Re-releasing an old track helps when you reuse the original ISRC, so Spotify's track-linking can keep your stream history and playlist spots. It hurts when a new ISRC gets assigned, because that resets streams to zero, drops the track from saved playlists, and starts the algorithm cold. The audio decides which one happens.

Re-releasing old music gets pitched like a reset button. Put the song back out, get a second shot at editorial, light up Release Radar again. Most of that isn't true, and the part that is depends entirely on one detail almost nobody checks first: the ISRC.

Key takeaways

  • The single deciding factor is the ISRC. Same identical audio means you can reuse the original ISRC and keep your history. Edited, re-recorded, remixed, or remastered audio forces a new ISRC, and a new ISRC is a brand-new track to the platforms.
  • Spotify track-linking can merge stream counts and preserve playlist positions across deliveries, but only when the ISRC, title, duration, artist name, and audio file all match.
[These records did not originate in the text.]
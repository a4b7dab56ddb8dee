// Copyright 2026 the Tilesdf Authors
// SPDX-License-Identifier: Apache-2.0 OR MIT

use bytemuck::{Pod, Zeroable};
use static_assertions::const_assert;

/// Width and height of a binning tile in pixels.
pub const TILE_SIZE: u32 = 32;

/// Largest tile index representable in a [`QuantizedAabb`](crate::QuantizedAabb).
pub const MAX_TILE_INDEX: u32 = u8::MAX as u32;

/// Largest supported target extent along either axis, in pixels.
pub const MAX_TARGET_EXTENT: u32 = (MAX_TILE_INDEX + 1) * TILE_SIZE;

/// Number of frames which may be in flight on the GPU at once.
pub const MAX_FRAMES_IN_FLIGHT: usize = 3;

/// Number of per-frame buffer slots in a frame ring.
pub const FRAME_SLOTS: usize = 3;

const_assert!(FRAME_SLOTS == MAX_FRAMES_IN_FLIGHT);

/// Default maximum number of draw commands per frame.
pub const MAX_COMMANDS: u32 = 16384;

/// Default maximum number of `f32` payload values per frame.
pub const MAX_DRAWDATA: u32 = 131072;

/// Default number of tile list nodes.
pub const MAX_NODES: u32 = 1 << 20;

/// Default number of clip rectangles per frame, including the full viewport
/// rectangle at index 0.
pub const MAX_CLIPS: u32 = 32;

/// Value of an empty tile list head or the end of a list.
pub const TILE_SENTINEL: u32 = 0xffff_ffff;

/// Default width of the antialiasing ramp, in pixels.
pub const DEFAULT_AA_WIDTH: f32 = 1.25;

/// Default width of outline bands, in pixels.
pub const DEFAULT_OUTLINE_WIDTH: f32 = 2.0;

/// Fixed capacities of the per-frame logical buffers.
#[derive(Clone, Copy, Debug, PartialEq, Eq)]
pub struct Capacities {
    /// Maximum number of draw commands per frame.
    pub commands: u32,
    /// Maximum number of `f32` payload values per frame.
    pub draw_data: u32,
    /// Number of tile list nodes available to the binning pass.
    pub nodes: u32,
    /// Maximum number of clip rectangles, including the viewport.
    pub clips: u32,
}

impl Default for Capacities {
    fn default() -> Self {
        Self {
            commands: MAX_COMMANDS,
            draw_data: MAX_DRAWDATA,
            nodes: MAX_NODES,
            clips: MAX_CLIPS,
        }
    }
}

impl Capacities {
    /// Clamps capacities to what the wire format can address.
    ///
    /// Clip indices are stored in a byte and at least the viewport clip is
    /// always present.
    pub fn validated(self) -> Self {
        Self {
            commands: self.commands.max(1),
            draw_data: self.draw_data.max(1),
            nodes: self.nodes.max(1),
            clips: self.clips.clamp(1, u8::MAX as u32 + 1),
        }
    }
}

/// Uniform render configuration shared by every pass of a frame.
///
/// This must be kept in sync with the struct in `shader/shared/config.wgsl`
#[derive(Clone, Copy, Debug, Default, Zeroable, Pod)]
#[repr(C)]
pub struct ConfigUniform {
    /// Width of the target in tiles.
    pub width_in_tiles: u32,
    /// Height of the target in tiles.
    pub height_in_tiles: u32,
    /// Width of the target in pixels.
    pub target_width: u32,
    /// Height of the target in pixels.
    pub target_height: u32,
    /// Number of draw commands in this frame.
    pub n_commands: u32,
    /// Number of clip rectangles in this frame.
    pub n_clips: u32,
    /// Capacity of the tile node buffer.
    pub max_nodes: u32,
    /// Tile size in pixels.
    pub tile_size: u32,
    /// Width of the antialiasing ramp in pixels.
    pub aa_width: f32,
    /// Width of outline bands in pixels.
    pub outline_width: f32,
    /// Packed premultiplied RGBA background color, red in the low byte.
    pub background: u32,
    /// Packed premultiplied RGBA outline color, red in the low byte.
    pub outline_color: u32,
}

impl ConfigUniform {
    /// Number of tiles in the target.
    pub fn tile_count(&self) -> u32 {
        self.width_in_tiles * self.height_in_tiles
    }
}

/// Returns the number of tiles needed to cover `extent` pixels.
pub fn tiles_for(extent: u32) -> u32 {
    extent.div_ceil(TILE_SIZE)
}

/// A node of a per-tile command list.
///
/// This must be kept in sync with the struct in `shader/shared/tile.wgsl`
#[derive(Clone, Copy, Debug, Default, PartialEq, Eq, Zeroable, Pod)]
#[repr(C)]
pub struct TileNode {
    /// Index of the draw command.
    pub command_index: u32,
    /// Index of the next node, or [`TILE_SENTINEL`].
    pub next: u32,
}

/// Counters written by the binning pass.
///
/// This must be kept in sync with the struct in `shader/shared/tile.wgsl`
#[derive(Clone, Copy, Debug, Default, PartialEq, Eq, Zeroable, Pod)]
#[repr(C)]
pub struct BinCounters {
    /// Number of nodes allocated, may exceed the capacity on failure.
    pub node_count: u32,
    /// Number of tiles with a non-empty list.
    pub occupied_tiles: u32,
    /// Non-zero if node allocation failed.
    pub failed: u32,
    pub _padding: u32,
}

/// Arguments for an indirect non-indexed draw.
///
/// Layout matches `wgpu::util::DrawIndirectArgs`.
#[derive(Clone, Copy, Debug, Default, PartialEq, Eq, Zeroable, Pod)]
#[repr(C)]
pub struct DrawIndirect {
    pub vertex_count: u32,
    pub instance_count: u32,
    pub first_vertex: u32,
    pub first_instance: u32,
}

/// Vertices emitted per tile quad.
pub const VERTICES_PER_TILE: u32 = 6;

#[cfg(test)]
mod tests {
    use super::*;

    #[test]
    fn wire_sizes() {
        assert_eq!(size_of::<ConfigUniform>(), 48);
        assert_eq!(size_of::<TileNode>(), 8);
        assert_eq!(size_of::<BinCounters>(), 16);
        assert_eq!(size_of::<DrawIndirect>(), 16);
    }

    #[test]
    fn every_frame_in_flight_owns_a_slot() {
        assert_eq!(FRAME_SLOTS, MAX_FRAMES_IN_FLIGHT);
    }

    #[test]
    fn tile_rounding() {
        assert_eq!(tiles_for(0), 0);
        assert_eq!(tiles_for(1), 1);
        assert_eq!(tiles_for(32), 1);
        assert_eq!(tiles_for(33), 2);
        assert_eq!(tiles_for(1920), 60);
    }

    #[test]
    fn clip_capacity_fits_in_a_byte() {
        let caps = Capacities {
            clips: 1000,
            ..Default::default()
        }
        .validated();
        assert_eq!(caps.clips, 256);
    }
}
It's the expected behavior, not a published guarantee from Spotify.
  • A new ISRC resets streams to zero, drops the track from every user-saved and editorial playlist that held the old version, and makes the algorithm treat it as a cold start.
  • Re-releasing does not reopen editorial. Spotify's pitch tool only accepts unreleased tracks dated at least 7 days out, so a previously released track re-delivered is not eligible.
  • Backdating the release date to the original keeps it off followers' Release Radar. Setting it to today misstates the real release date and can conflict with your PRO records.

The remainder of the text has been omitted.